Ahram Online
Military council fails to defuse mounting tales of torture in Egypt
Thursday 25 Aug 2011
Mostafa Ali
Soldiers arrive one mid-afternoon to break off a peaceful gathering in Tahrir Square. Days later, several young people recount scary ordeals and horror stories they claim they endured.
Amr, for example, a young Egyptian man who works in the TV and Radio Corporation, entered the Metro Station in Tahrir Square to take the train home around 2pm.
“On the stairs going into the station, three men in civilian clothes arrested me. They took my ID card and broke it into two pieces. They kicked and punched me around and then led me to a personnel carrier nearby,” Amr told El Nadeem Centre for the psychological rehabilitation of victims of violence and torture.
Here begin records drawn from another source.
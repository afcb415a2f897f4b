use super::KeyValueStore;
use crate::error::{RecipeError, Result};
use std::cell::{Cell, RefCell};
use std::collections::HashMap;

/// In-memory storage backend for testing.
///
/// Uses `RefCell` for interior mutability since the app is single-threaded.
#[derive(Default)]
pub struct MemoryStore {
    values: RefCell<HashMap<String, String>>,
    simulate_write_error: Cell<bool>,
}

impl MemoryStore {
    pub fn new() -> Self {
        Self::default()
    }

    /// Create a store that already holds `value` under `key`.
    pub fn with_value(key: &str, value: &str) -> Self {
        let store = Self::default();
        store
            .values
            .borrow_mut()
            .insert(key.to_string(), value.to_string());
        store
    }

    /// Enable write error simulation for testing error handling.
    pub fn set_simulate_write_error(&self, simulate: bool) {
        self.simulate_write_error.set(simulate);
    }
}

impl KeyValueStore for MemoryStore {
    fn get(&self, key: &str) -> Result<Option<String>> {
        Ok(self.values.borrow().get(key).cloned())
    }

    fn set(&self, key: &str, value: &str) -> Result<()> {
        if self.simulate_write_error.get() {
            return Err(RecipeError::Storage("Simulated write error".to_string()));
        }
        self.values
            .borrow_mut()
            .insert(key.to_string(), value.to_string());
        Ok(())
    }
}
//! Transaction dispatcher
//!
//! Claims pending rows from the durable queue and submits them to the ledger through a pool of
//! channel accounts, one transaction per channel at a time.
//!
//! # Architecture
//!
//! ```text
//!                 claim_pending(free)            relay (capacity = channels)
//!  ┌──────────┐ ───────────────────▶ ┌────────┐ ─────────────────────────▶ ┌──────────┐
//!  │  queue   │                      │ poller │                            │ worker 1 │──┐
//!  │(postgres)│ ◀─────────────────── └────────┘                            │ worker 2 │──┤ gateway
//!  └──────────┘   record_hash / finalize_*                                 │ worker N │──┘
//!                        ▲                                                  └──────────┘
//!                        └──────────────────────────────────────────────────────┘
//! ```
//!
//! Per row a worker:
//! 1. re-reads the row and skips it unless it is still `sending`
//! 2. builds the inner payment, signs it with the funding key, takes the channel's next
//!    sequence and wraps the payment in a fee-bump envelope signed by the channel
//! 3. records the envelope hash (and stops if that fails)
//! 4. submits, then finalizes the row as `sent` or `error`

#![forbid(unsafe_code)]
#![warn(
    missing_docs,
    rust_2018_idioms,
    missing_debug_implementations,
    clippy::all
)]

pub mod builder;
pub mod config;
pub mod dispatcher;
pub mod error;
pub mod metrics;
mod worker;

// Re-exports
pub use builder::EnvelopeBuilder;
pub use config::{Config, Secret};
pub use dispatcher::{Dispatcher, DispatcherHandle};
pub use error::{DispatchError, Result};
pub use metrics::DispatcherMetrics;
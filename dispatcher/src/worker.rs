//! Per-channel workers

use crate::builder::EnvelopeBuilder;
use crate::metrics::DispatcherMetrics;
use channel_pool::LoadedChannel;
use ledger_core::{LedgerGateway, SubmitOptions};
use std::sync::Arc;
use tokio::sync::{mpsc, Mutex};
use tracing::{debug, error, info, warn};
use tx_queue::{TransactionQueue, TransactionRecord, TxState};

/// Receiving end of the relay, shared by all workers
pub(crate) type Relay = Arc<Mutex<mpsc::Receiver<TransactionRecord>>>;

/// What a worker did with one row
#[derive(Debug, Clone, Copy, PartialEq, Eq)]
pub(crate) enum Outcome {
    /// Row was no longer `sending`, or could not be read
    Skipped,
    /// No envelope could be built; row left `sending`
    ConstructionFailed,
    /// Hash could not be recorded; nothing was submitted and the sequence was given back
    HashNotRecorded,
    /// Ledger accepted the envelope
    Sent,
    /// Ledger or transport rejected the envelope
    Failed,
}

/// Collaborators shared by every worker
#[derive(Debug)]
pub(crate) struct Shared {
    pub(crate) queue: Arc<dyn TransactionQueue>,
    pub(crate) gateway: Arc<dyn LedgerGateway>,
    pub(crate) builder: EnvelopeBuilder,
    pub(crate) metrics: Arc<DispatcherMetrics>,
}

/// Drains the relay on one channel, one row at a time, until the relay is closed and empty.
pub(crate) async fn run(channel: Arc<LoadedChannel>, relay: Relay, shared: Arc<Shared>) {
    debug!(channel = %channel.account_id(), "Worker started");

    loop {
        let next = relay.lock().await.recv().await;
        let Some(record) = next else {
            break;
        };
        process(&shared, &channel, record).await;
    }

    debug!(channel = %channel.account_id(), "Worker stopped");
}

/// Build, checkpoint, submit and finalize one claimed row.
pub(crate) async fn process(
    shared: &Shared,
    channel: &LoadedChannel,
    record: TransactionRecord,
) -> Outcome {
    let tx_id = record.id;

    let current = match shared.queue.get(tx_id).await {
        Ok(current) => current,
        Err(e) => {
            warn!(tx_id, error = %e, "Could not re-read claimed transaction; skipping");
            return Outcome::Skipped;
        }
    };
    if current.state != TxState::Sending {
        warn!(tx_id, state = %current.state, "Transaction no longer sending; skipping");
        return Outcome::Skipped;
    }

    let envelope = match shared.builder.build(&current, channel) {
        Ok(envelope) => envelope,
        Err(e) => {
            shared.metrics.construction_failures.inc();
            error!(
                tx_id,
                channel = %channel.account_id(),
                error = %e,
                "Could not build envelope; transaction left in sending"
            );
            return Outcome::ConstructionFailed;
        }
    };

    let hash = envelope.hash().to_hex();
    let sequence = envelope.sequence();
    if let Err(e) = shared.queue.record_hash(tx_id, &hash).await {
        shared.metrics.hash_record_failures.inc();
        error!(
            tx_id,
            channel = %channel.account_id(),
            sequence,
            error = %e,
            "Could not record hash; not submitting"
        );
        // The envelope never left the process, so its sequence is still free on the ledger
        if !channel.release_sequence_number(sequence) {
            error!(
                channel = %channel.account_id(),
                sequence,
                "Sequence reserved elsewhere; channel is ahead of the ledger"
            );
        }
        return Outcome::HashNotRecorded;
    }

    let opts = SubmitOptions {
        skip_memo_required_check: true,
    };
    let timer = shared.metrics.submit_duration.start_timer();
    let submitted = shared.gateway.submit_transaction(&envelope, opts).await;
    timer.observe_duration();

    let (outcome, finalized) = match submitted {
        Ok(result) => {
            info!(
                tx_id,
                channel = %channel.account_id(),
                sequence,
                hash = %hash,
                ledger = ?result.ledger,
                "Transaction sent"
            );
            (Outcome::Sent, shared.queue.finalize_success(tx_id).await)
        }
        Err(e) => {
            warn!(
                tx_id,
                channel = %channel.account_id(),
                sequence,
                hash = %hash,
                result_code = ?e.result_code(),
                error = %e,
                "Submission failed"
            );
            (Outcome::Failed, shared.queue.finalize_error(tx_id).await)
        }
    };

    shared.metrics.record_submission(outcome == Outcome::Sent);
    if let Err(e) = finalized {
        shared.metrics.finalize_failures.inc();
        error!(tx_id, hash = %hash, error = %e, "Could not finalize transaction");
    }
    outcome
}

#[cfg(test)]
mod tests {
    use super::*;
    use channel_pool::Channel;
    use ledger_core::{Asset, KeyPair, MockGateway, NetworkId};
    use tx_queue::{MemoryQueue, NewTransaction};

    struct Fixture {
        queue: Arc<MemoryQueue>,
        gateway: Arc<MockGateway>,
        shared: Shared,
        channel: LoadedChannel,
    }

    async fn fixture() -> Fixture {
        let queue = Arc::new(MemoryQueue::new());
        let channel_key = KeyPair::from_seed(&[2; 32]);
        let gateway = Arc::new(MockGateway::new().with_account(channel_key.account_id(), 100));
        let channel = Channel::from_keypair(channel_key)
            .load_state(gateway.as_ref())
            .await
            .unwrap();
        let shared = Shared {
            queue: queue.clone(),
            gateway: gateway.clone(),
            builder: EnvelopeBuilder::new(
                NetworkId::from_passphrase("Test Network"),
                KeyPair::from_seed(&[1; 32]),
                Asset::Native,
                100,
            ),
            metrics: Arc::new(DispatcherMetrics::new().unwrap()),
        };
        Fixture {
            queue,
            gateway,
            shared,
            channel,
        }
    }

    async fn claim_one(queue: &MemoryQueue, amount: &str) -> TransactionRecord {
        queue
            .enqueue(NewTransaction::new("ext", "ACCT_B", amount))
            .await
            .unwrap();
        queue.claim_pending(1).await.unwrap().remove(0)
    }

    #[tokio::test]
    async fn test_process_success() {
        let f = fixture().await;
        let record = claim_one(&f.queue, "20").await;

        let outcome = process(&f.shared, &f.channel, record.clone()).await;
        assert_eq!(outcome, Outcome::Sent);

        let row = f.queue.get(record.id).await.unwrap();
        assert_eq!(row.state, TxState::Sent);
        let submitted = &f.gateway.submissions()[0];
        assert_eq!(row.hash, Some(submitted.hash().to_hex()));
        assert_eq!(f.shared.metrics.submissions("sent"), 1);
    }

    #[tokio::test]
    async fn test_process_rejection() {
        let f = fixture().await;
        f.gateway.reject_submissions("tx_insufficient_balance");
        let record = claim_one(&f.queue, "20").await;

        assert_eq!(process(&f.shared, &f.channel, record.clone()).await, Outcome::Failed);
        let row = f.queue.get(record.id).await.unwrap();
        assert_eq!(row.state, TxState::Error);
        assert!(row.hash.is_some());
        assert_eq!(f.shared.metrics.submissions("error"), 1);
    }

    #[tokio::test]
    async fn test_process_construction_failure() {
        let f = fixture().await;
        let record = claim_one(&f.queue, "twenty").await;

        assert_eq!(
            process(&f.shared, &f.channel, record.clone()).await,
            Outcome::ConstructionFailed
        );
        let row = f.queue.get(record.id).await.unwrap();
        assert_eq!(row.state, TxState::Sending);
        assert!(row.hash.is_none());
        assert!(f.gateway.submissions().is_empty());
        assert_eq!(f.channel.current_sequence(), 100);
    }

    #[tokio::test]
    async fn test_process_skips_rows_not_sending() {
        let f = fixture().await;
        let record = claim_one(&f.queue, "20").await;
        f.queue.record_hash(record.id, "ab").await.unwrap();
        f.queue.finalize_error(record.id).await.unwrap();

        assert_eq!(process(&f.shared, &f.channel, record).await, Outcome::Skipped);
        assert!(f.gateway.submissions().is_empty());
    }

    #[tokio::test]
    async fn test_process_aborts_when_hash_not_recorded() {
        let f = fixture().await;
        let record = claim_one(&f.queue, "20").await;
        // A stale hash blocks the checkpoint
        f.queue.record_hash(record.id, "stale").await.unwrap();

        assert_eq!(
            process(&f.shared, &f.channel, record.clone()).await,
            Outcome::HashNotRecorded
        );
        assert!(f.gateway.submissions().is_empty());
        assert_eq!(f.queue.get(record.id).await.unwrap().state, TxState::Sending);
        assert_eq!(f.shared.metrics.hash_record_failures.get(), 1);
        assert_eq!(f.channel.current_sequence(), 100);

        // The lane still matches the ledger
        let next = claim_one(&f.queue, "5").await;
        assert_eq!(process(&f.shared, &f.channel, next).await, Outcome::Sent);
        assert_eq!(f.gateway.submissions()[0].sequence(), 101);
    }
}
//! PostgreSQL queue backend

use crate::error::{QueueError, Result};
use crate::queue::TransactionQueue;
use crate::types::{now, NewTransaction, Operation, StateCounts, TransactionRecord, TxState};
use async_trait::async_trait;
use chrono::{DateTime, Utc};
use sqlx::{Executor, FromRow, PgPool};
use tracing::{debug, info};

const SCHEMA: &str = include_str!("../migrations/0001_create_transactions.sql");

const COLUMNS: &str = "id, external_id, state, sending_at, sent_at, destination, amount, hash";

#[derive(Debug, FromRow)]
struct TransactionRow {
    id: i64,
    external_id: String,
    state: String,
    sending_at: Option<DateTime<Utc>>,
    sent_at: Option<DateTime<Utc>>,
    destination: String,
    amount: String,
    hash: Option<String>,
}

impl TryFrom<TransactionRow> for TransactionRecord {
    type Error = QueueError;

    fn try_from(row: TransactionRow) -> Result<Self> {
        Ok(TransactionRecord {
            id: row.id,
            external_id: row.external_id,
            state: row.state.parse()?,
            sending_at: row.sending_at,
            sent_at: row.sent_at,
            destination: row.destination,
            amount: row.amount,
            hash: row.hash,
        })
    }
}

fn into_records(rows: Vec<TransactionRow>) -> Result<Vec<TransactionRecord>> {
    rows.into_iter().map(TransactionRecord::try_from).collect()
}

/// [`TransactionQueue`] backed by the `transactions` table
#[derive(Debug, Clone)]
pub struct PgQueue {
    pool: PgPool,
}

impl PgQueue {
    /// Wrap an existing connection pool
    pub fn new(pool: PgPool) -> Self {
        Self { pool }
    }

    /// Connect to `database_url` with at most `max_connections` connections
    pub async fn connect(database_url: &str, max_connections: u32) -> Result<Self> {
        let pool = sqlx::postgres::PgPoolOptions::new()
            .max_connections(max_connections)
            .connect(database_url)
            .await?;
        Ok(Self::new(pool))
    }

    /// Underlying pool
    pub fn pool(&self) -> &PgPool {
        &self.pool
    }

    /// Create the table and indexes if they do not exist
    pub async fn ensure_schema(&self) -> Result<()> {
        self.pool.execute(SCHEMA).await?;
        info!("Transaction queue schema ready");
        Ok(())
    }

    /// Guarded single-row update. When no row matched, re-reads the row to report why.
    async fn guarded_update(&self, id: i64, op: Operation, rows_affected: u64) -> Result<()> {
        if rows_affected == 1 {
            return Ok(());
        }

        let current = self.get(id).await?;
        op.check(&current)?;
        Err(QueueError::InvariantViolation(format!(
            "{} matched no row for transaction {} in state {}",
            op.as_str(),
            id,
            current.state
        )))
    }
}

#[async_trait]
impl TransactionQueue for PgQueue {
    async fn enqueue(&self, tx: NewTransaction) -> Result<i64> {
        let (id,) = sqlx::query_as::<_, (i64,)>(
            r#"
            INSERT INTO transactions (external_id, destination, amount)
            VALUES ($1, $2, $3)
            RETURNING id
            "#,
        )
        .bind(&tx.external_id)
        .bind(&tx.destination)
        .bind(&tx.amount)
        .fetch_one(&self.pool)
        .await?;

        debug!("Enqueued transaction {} ({})", id, tx.external_id);
        Ok(id)
    }

    async fn claim_pending(&self, limit: usize) -> Result<Vec<TransactionRecord>> {
        if limit == 0 {
            return Ok(Vec::new());
        }

        let mut db_tx = self.pool.begin().await?;

        let rows = sqlx::query_as::<_, TransactionRow>(&format!(
            r#"
            SELECT {}
            FROM transactions
            WHERE state = 'pending'
            ORDER BY id
            LIMIT $1
            FOR UPDATE SKIP LOCKED
            "#,
            COLUMNS
        ))
        .bind(i64::try_from(limit).unwrap_or(i64::MAX))
        .fetch_all(&mut *db_tx)
        .await?;

        let mut records = into_records(rows)?;
        if records.is_empty() {
            db_tx.commit().await?;
            return Ok(records);
        }

        // Dropping the transaction rolls it back
        if let Some(row) = records.iter().find(|r| r.state != TxState::Pending) {
            return Err(QueueError::InvariantViolation(format!(
                "claimed transaction {} is {}",
                row.id, row.state
            )));
        }

        let ids: Vec<i64> = records.iter().map(|r| r.id).collect();
        let claimed_at = now();
        let updated = sqlx::query(
            r#"
            UPDATE transactions
            SET state = 'sending', sending_at = $1
            WHERE id = ANY($2) AND state = 'pending'
            "#,
        )
        .bind(claimed_at)
        .bind(&ids)
        .execute(&mut *db_tx)
        .await?;

        if updated.rows_affected() != ids.len() as u64 {
            return Err(QueueError::InvariantViolation(format!(
                "claimed {} rows but updated {}",
                ids.len(),
                updated.rows_affected()
            )));
        }

        db_tx.commit().await?;

        for record in &mut records {
            record.state = TxState::Sending;
            record.sending_at = Some(claimed_at);
        }
        debug!("Claimed {} pending transactions", records.len());
        Ok(records)
    }

    async fn record_hash(&self, id: i64, hash: &str) -> Result<()> {
        let result = sqlx::query(
            r#"
            UPDATE transactions
            SET hash = $2
            WHERE id = $1 AND state = 'sending' AND hash IS NULL
            "#,
        )
        .bind(id)
        .bind(hash)
        .execute(&self.pool)
        .await?;

        self.guarded_update(id, Operation::RecordHash, result.rows_affected())
            .await
    }

    async fn finalize_success(&self, id: i64) -> Result<()> {
        let result = sqlx::query(
            r#"
            UPDATE transactions
            SET state = 'sent', sent_at = $2
            WHERE id = $1 AND state = 'sending' AND hash IS NOT NULL
            "#,
        )
        .bind(id)
        .bind(now())
        .execute(&self.pool)
        .await?;

        self.guarded_update(id, Operation::FinalizeSuccess, result.rows_affected())
            .await
    }

    async fn finalize_error(&self, id: i64) -> Result<()> {
        let result = sqlx::query(
            r#"
            UPDATE transactions
            SET state = 'error'
            WHERE id = $1 AND state = 'sending' AND hash IS NOT NULL
            "#,
        )
        .bind(id)
        .execute(&self.pool)
        .await?;

        self.guarded_update(id, Operation::FinalizeError, result.rows_affected())
            .await
    }

    async fn get(&self, id: i64) -> Result<TransactionRecord> {
        let row = sqlx::query_as::<_, TransactionRow>(&format!(
            "SELECT {} FROM transactions WHERE id = $1",
            COLUMNS
        ))
        .bind(id)
        .fetch_optional(&self.pool)
        .await?
        .ok_or(QueueError::NotFound(id))?;

        row.try_into()
    }

    async fn count_by_state(&self) -> Result<StateCounts> {
        let rows = sqlx::query_as::<_, (String, i64)>(
            "SELECT state, COUNT(*) FROM transactions GROUP BY state",
        )
        .fetch_all(&self.pool)
        .await?;

        let mut counts = StateCounts::default();
        for (state, count) in rows {
            counts.add(state.parse()?, count);
        }
        Ok(counts)
    }

    async fn list_sending_before(&self, cutoff: DateTime<Utc>) -> Result<Vec<TransactionRecord>> {
        let rows = sqlx::query_as::<_, TransactionRow>(&format!(
            r#"
            SELECT {}
            FROM transactions
            WHERE state = 'sending' AND sending_at < $1
            ORDER BY id
            "#,
            COLUMNS
        ))
        .bind(cutoff)
        .fetch_all(&self.pool)
        .await?;

        into_records(rows)
    }
}

#[cfg(test)]
mod tests {
    use super::*;

    #[test]
    fn test_row_conversion_rejects_unknown_state() {
        let row = TransactionRow {
            id: 7,
            external_id: "ext-7".to_string(),
            state: "queued".to_string(),
            sending_at: None,
            sent_at: None,
            destination: "ACCT_B".to_string(),
            amount: "1".to_string(),
            hash: None,
        };
        assert!(matches!(
            TransactionRecord::try_from(row),
            Err(QueueError::UnknownState(s)) if s == "queued"
        ));
    }

    #[test]
    fn test_schema_declares_all_states() {
        for state in ["pending", "sending", "sent", "error"] {
            assert!(SCHEMA.contains(&format!("'{}'", state)));
        }
        assert!(SCHEMA.contains("CREATE TABLE IF NOT EXISTS transactions"));
    }
}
“In the crowded vehicle, soldiers cursed me and hit me all over my body repeatedly until I almost fainted. I found a few young men in the car who were also apparently beaten and we all had trouble breathing because it was inhumanely hot and stuffy in there. They drove us around for two hours until we arrived at the prison,” Amr continued, recounting his story as it appears on the Centre’s website.
“Soldiers welcomed us at the prison gate by hitting us with electric shock batons in sensitive parts of our bodies. They made us crawl on our stomachs into the jail yard while stepping down on us with their boots and lashing at us with their whips,” Amr recalled to El Nadeem.
Ahmed, a journalist, said that soldiers arrested him that same day as he headed towards a mosque near the square to perform his afternoon prayers.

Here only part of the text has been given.